How to calculate the centre of a circle given two points and the equation of a line going through the centre?

Question

A(3,5) and b(9,-3) lie on a circle. show that the centre of the circle lies on the line 4y-3x+14 = 0

Is it possible to work out the centre of the circle algebraically since the only method I can think of is drawing the points and the line on a set of axis and estimating the circle's radius.

that was my attempt; ie I worked out the centre by plotting the points and then estimating it. helpfully the centre in this question was a whole number but I want to know how to answer the question properly(give an algebraic solution)

Answer 1

A middle point of $AB$ it's $(6,1)$ and $$m_{AB}=\frac{5+3}{3-9}=-\frac{4}{3}.$$ Thus, a center of the circle is placed on $$y-1=\frac{3}{4}(x-6)$$ or $$4y-3x+14=0.$$

Answer 2

You must rember this teorem:

In a circunference, the center of the circle belongs to the perpendicular line drawn from the middle point of a chord.

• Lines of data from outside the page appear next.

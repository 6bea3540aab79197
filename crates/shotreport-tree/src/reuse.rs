#![forbid(unsafe_code)]

//! Reuse merge: seed a freshly declared tree with a previous run's history.
//!
//! # Matching
//!
//! Target leaf suites are walked depth-first. Each (suite, browser) pairing
//! is matched against the source by exact equality of the suite path
//! segments and the browser name. Ids are never compared, so a source
//! recorded under a different id scheme still matches.
//!
//! # Copy
//!
//! A matched target browser's history is replaced by a copy of the source
//! browser's full history (every result and its images), with ids
//! re-derived for the target. The browser and all of its ancestor suites are
//! flagged `reused`, and each touched branch is re-aggregated.
//!
//! Merging the same source twice yields the same target. The source is only
//! ever read.

use std::collections::{HashMap, HashSet};

use tracing::{debug, debug_span, info, warn};

use crate::ids;
use crate::tree::{Browser, Image, ReportTree, Suite, TestResult};

const TARGET: &str = "shotreport.reuse";

/// Counters describing one merge.
#[derive(Debug, Clone, Copy, Default, PartialEq, Eq)]
pub struct ReuseReport {
    /// Target browsers that received history.
    pub matched_browsers: usize,
    /// Target browsers inspected, matched or not.
    pub visited_browsers: usize,
    pub copied_results: usize,
    pub copied_images: usize,
}

impl ReuseReport {
    #[must_use]
    pub fn is_empty(&self) -> bool {
        self.matched_browsers == 0
    }
}

impl ReportTree {
    /// Merge history from `source` into this tree.
    ///
    /// `None` is treated as an empty source: nothing changes and a warning
    /// is logged.
    pub fn merge_reuse(&mut self, source: Option<&ReportTree>) -> ReuseReport {
        let Some(source) = source else {
            warn!(target: TARGET, "no previous report to reuse; keeping declared statuses");
            return ReuseReport::default();
        };
        let _span = debug_span!(
            "tree.reuse",
            source_suites = source.suites.len(),
            target_suites = self.suites.len(),
        )
        .entered();

        let source_leaves: HashMap<&[String], &Suite> = source
            .suites
            .by_id
            .values()
            .filter(|suite| suite.is_leaf())
            .map(|suite| (suite.suite_path.as_slice(), suite))
            .collect();

        let mut report = ReuseReport::default();
        let mut touched_leaves = Vec::new();

        for leaf_id in self.leaf_suite_ids() {
            let Some(leaf) = self.suites.get(&leaf_id) else {
                continue;
            };
            let suite_path = leaf.suite_path.clone();
            let browser_ids = leaf.browsers.clone();
            report.visited_browsers += browser_ids.len();

            let Some(source_leaf) = source_leaves.get(suite_path.as_slice()) else {
                continue;
            };

            let mut leaf_reused = false;
            for browser_id in &browser_ids {
                let Some(name) = self.browsers.get(browser_id).map(|b| b.name.clone()) else {
                    continue;
                };
                let Some(source_browser) = find_source_browser(source, source_leaf, &name) else {
                    continue;
                };
                if source_browser.results.is_empty() {
                    continue;
                }
                let (results, images) = self.replace_history(browser_id, source, source_browser);
                report.matched_browsers += 1;
                report.copied_results += results;
                report.copied_images += images;
                leaf_reused = true;
                debug!(
                    target: TARGET,
                    suite = %ids::display_path(&suite_path),
                    browser = %name,
                    results,
                    images,
                    "browser history reused"
                );
            }

            if leaf_reused {
                touched_leaves.push(leaf_id);
            }
        }

        for leaf_id in &touched_leaves {
            self.mark_branch_reused(leaf_id);
            self.refresh_branch(leaf_id);
        }
        if !touched_leaves.is_empty() {
            self.rebuild_indexes();
        }

        info!(
            target: TARGET,
            matched = report.matched_browsers,
            visited = report.visited_browsers,
            results = report.copied_results,
            images = report.copied_images,
            "reuse merge finished"
        );
        report
    }

    /// Drop `browser_id`'s current history and copy `source_browser`'s in.
    fn replace_history(
        &mut self,
        browser_id: &str,
        source: &ReportTree,
        source_browser: &Browser,
    ) -> (usize, usize) {
        self.drop_history(browser_id);

        let mut copied_results = 0;
        let mut copied_images = 0;
        let mut result_ids = Vec::with_capacity(source_browser.results.len());
        let mut last_status = None;

        for source_result_id in &source_browser.results {
            let Some(source_result) = source.results.get(source_result_id) else {
                continue;
            };
            let result_id = match self.allocate_result_id(browser_id, source_result.attempt) {
                Ok((result_id, _)) => result_id,
                Err(err) => {
                    warn!(target: TARGET, result = %source_result.id, %err, "source result skipped");
                    continue;
                }
            };
            let mut image_ids = Vec::with_capacity(source_result.images.len());
            for source_image_id in &source_result.images {
                let Some(source_image) = source.images.get(source_image_id) else {
                    continue;
                };
                let image = Image {
                    id: ids::join_id(&result_id, &source_image.state_name),
                    parent_id: result_id.clone(),
                    ..source_image.clone()
                };
                image_ids.push(image.id.clone());
                self.insert_image(image);
                copied_images += 1;
            }
            self.insert_result(TestResult {
                id: result_id.clone(),
                parent_id: browser_id.to_string(),
                images: image_ids,
                ..source_result.clone()
            });
            last_status = Some(source_result.status);
            result_ids.push(result_id);
            copied_results += 1;
        }

        if let Some(browser) = self.browsers.by_id.get_mut(browser_id) {
            browser.results = result_ids;
            if let Some(status) = last_status {
                browser.status = status;
            }
            browser.skip_reason = source_browser.skip_reason.clone();
            browser.reused = true;
        }
        (copied_results, copied_images)
    }

    /// Remove every result (and image) currently held by `browser_id`.
    fn drop_history(&mut self, browser_id: &str) {
        let Some(browser) = self.browsers.by_id.get_mut(browser_id) else {
            return;
        };
        let old_results = std::mem::take(&mut browser.results);
        if old_results.is_empty() {
            return;
        }
        let mut old_images = HashSet::new();
        for result_id in &old_results {
            if let Some(result) = self.results.by_id.remove(result_id) {
                old_images.extend(result.images);
            }
        }
        for image_id in &old_images {
            self.images.by_id.remove(image_id);
        }
        let old_results: HashSet<String> = old_results.into_iter().collect();
        self.results.all_ids.retain(|id| !old_results.contains(id));
        self.results.failed_ids.retain(|id| !old_results.contains(id));
        self.images.all_ids.retain(|id| !old_images.contains(id));
        self.images.failed_ids.retain(|id| !old_images.contains(id));
    }
}

fn find_source_browser<'a>(
    source: &'a ReportTree,
    source_leaf: &Suite,
    name: &str,
) -> Option<&'a Browser> {
    source_leaf
        .browsers
        .iter()
        .filter_map(|id| source.browsers.get(id))
        .find(|browser| browser.name == name)
}

#[cfg(test)]
mod tests {
    use super::*;
    use crate::event::{ImageInfo, SuitePath, TestAttempt};
    use crate::status::StatusKind;

    fn ingest(tree: &mut ReportTree, path: &[&str], browser: &str, n: u32, status: StatusKind) {
        let path = SuitePath::new(path.iter().copied()).unwrap();
        let attempt = TestAttempt::new(path, browser, n, status)
            .unwrap()
            .with_images(vec![ImageInfo::new("plain", status)])
            .unwrap();
        tree.ingest(attempt).unwrap();
    }

    fn declare(tree: &mut ReportTree, path: &[&str], browser: &str) {
        let path = SuitePath::new(path.iter().copied()).unwrap();
        tree.declare(&path, browser, StatusKind::Idle, None).unwrap();
    }

    #[test]
    fn missing_source_keeps_declared_statuses() {
        let mut target = ReportTree::new();
        declare(&mut target, &["s1"], "b1");
        let before = target.clone();

        let report = target.merge_reuse(None);
        assert!(report.is_empty());
        assert_eq!(target, before);
    }

    #[test]
    fn matched_browser_receives_full_history() {
        let mut source = ReportTree::new();
        ingest(&mut source, &["s1", "t"], "b1", 0, StatusKind::Fail);
        ingest(&mut source, &["s1", "t"], "b1", 1, StatusKind::Success);

        let mut target = ReportTree::new();
        declare(&mut target, &["s1", "t"], "b1");
        declare(&mut target, &["s1", "t"], "b2");

        let report = target.merge_reuse(Some(&source));
        assert_eq!(report.matched_browsers, 1);
        assert_eq!(report.copied_results, 2);
        assert_eq!(report.copied_images, 2);

        let history = target.browser_results(&["s1", "t"], "b1");
        assert_eq!(history.len(), 2);
        assert_eq!(history[0].status, StatusKind::Fail);
        assert_eq!(history[1].status, StatusKind::Success);
        assert!(target.find_browser(&["s1", "t"], "b1").unwrap().reused);
        assert!(!target.find_browser(&["s1", "t"], "b2").unwrap().reused);
        assert!(target.find_suite(&["s1"]).unwrap().reused);
        assert_eq!(
            target.find_suite(&["s1", "t"]).unwrap().status,
            StatusKind::Success
        );
        assert!(target.check_consistency().is_empty());
    }

    #[test]
    fn unmatched_paths_are_untouched() {
        let mut source = ReportTree::new();
        ingest(&mut source, &["other"], "b1", 0, StatusKind::Fail);

        let mut target = ReportTree::new();
        declare(&mut target, &["s1"], "b1");
        let before = target.clone();

        assert!(target.merge_reuse(Some(&source)).is_empty());
        assert_eq!(target, before);
    }

    #[test]
    fn matching_ignores_source_ids() {
        let mut source = ReportTree::new();
        ingest(&mut source, &["s1"], "b1", 0, StatusKind::Fail);
        // Rewrite the source ids to a foreign scheme; matching must still work.
        let json = serde_json::to_string(&source)
            .unwrap()
            .replace('\u{1f}', "/")
            .replace("\\u001f", "/");
        let foreign: ReportTree = serde_json::from_str(&json).unwrap();

        let mut target = ReportTree::new();
        declare(&mut target, &["s1"], "b1");
        let report = target.merge_reuse(Some(&foreign));
        assert_eq!(report.matched_browsers, 1);
        assert_eq!(
            target.last_result(&["s1"], "b1").unwrap().id,
            ids::result_id(&["s1"], "b1", 0)
        );
        assert_eq!(target.find_suite(&["s1"]).unwrap().status, StatusKind::Fail);
    }

    #[test]
    fn merge_twice_equals_merge_once() {
        let mut source = ReportTree::new();
        ingest(&mut source, &["a", "x"], "b1", 0, StatusKind::Fail);
        ingest(&mut source, &["a", "x"], "b1", 1, StatusKind::Fail);
        ingest(&mut source, &["c"], "b2", 0, StatusKind::Success);

        let mut target = ReportTree::new();
        declare(&mut target, &["c"], "b2");
        declare(&mut target, &["a", "x"], "b1");
        let source_before = source.clone();

        target.merge_reuse(Some(&source));
        let once = target.clone();
        target.merge_reuse(Some(&source));

        assert_eq!(target, once);
        assert_eq!(source, source_before);
        assert_eq!(target.browser_results(&["a", "x"], "b1").len(), 2);
        assert!(target.check_consistency().is_empty());
    }

    #[test]
    fn long_target_history_is_replaced_exactly() {
        let mut target = ReportTree::new();
        for n in 0..2_000 {
            let status = if n % 2 == 0 { StatusKind::Fail } else { StatusKind::Success };
            ingest(&mut target, &["s1"], "b1", n, status);
        }
        ingest(&mut target, &["s2"], "b1", 0, StatusKind::Fail);

        let mut source = ReportTree::new();
        ingest(&mut source, &["s1"], "b1", 0, StatusKind::Success);

        let report = target.merge_reuse(Some(&source));
        assert_eq!(report.copied_results, 1);
        assert_eq!(target.results().len(), 2);
        assert_eq!(target.images().len(), 2);
        assert_eq!(
            target.results().failed_ids(),
            [ids::result_id(&["s2"], "b1", 0)]
        );
        assert_eq!(
            target.images().failed_ids(),
            [ids::image_id(&["s2"], "b1", 0, "plain")]
        );
        assert!(target.check_consistency().is_empty());
    }

    #[test]
    fn source_duplicate_at_highest_attempt_is_copied() {
        let mut source = ReportTree::new();
        ingest(&mut source, &["s1"], "b1", u32::MAX, StatusKind::Fail);
        ingest(&mut source, &["s1"], "b1", u32::MAX, StatusKind::Success);

        let mut target = ReportTree::new();
        declare(&mut target, &["s1"], "b1");
        let report = target.merge_reuse(Some(&source));

        assert_eq!(report.copied_results, 2);
        let history = target.browser_results(&["s1"], "b1");
        assert_eq!(history.len(), 2);
        assert!(history.iter().all(|result| result.attempt == u32::MAX));
        assert_eq!(target.find_suite(&["s1"]).unwrap().status, StatusKind::Success);
    }
}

So, we must calculate the middle point of $AB$, that is: $$M(6,1)$$ Then we have to find the line passing throught $A$ and $B$, so: $$y=-\frac{4}{3}x+15$$ Now, we can calculate the slope of the perpendicular line using $m\cdot m'=-1$, and so: $$m'=\frac{3}{4}$$ This line must pass thriught $M$ and so, the equation becomes: $$y=\frac{3}{4}x-\frac{7}{2}$$ Passing to the canonical form: $$4y-3x+14=0$$

Answer 3

If $A$ and $B$ lie on a circle, then by definition they’re equidistant from its center. So, write down the standard expressions for the distance of an arbitrary point $(x,y)$ from each of these two fixed points and equate them: $$\sqrt{(x-3)^2+(y-5)^2}=\sqrt{(x-9)^2+(y+3)^2}$$ Now simplify this equation. Start by squaring both sides.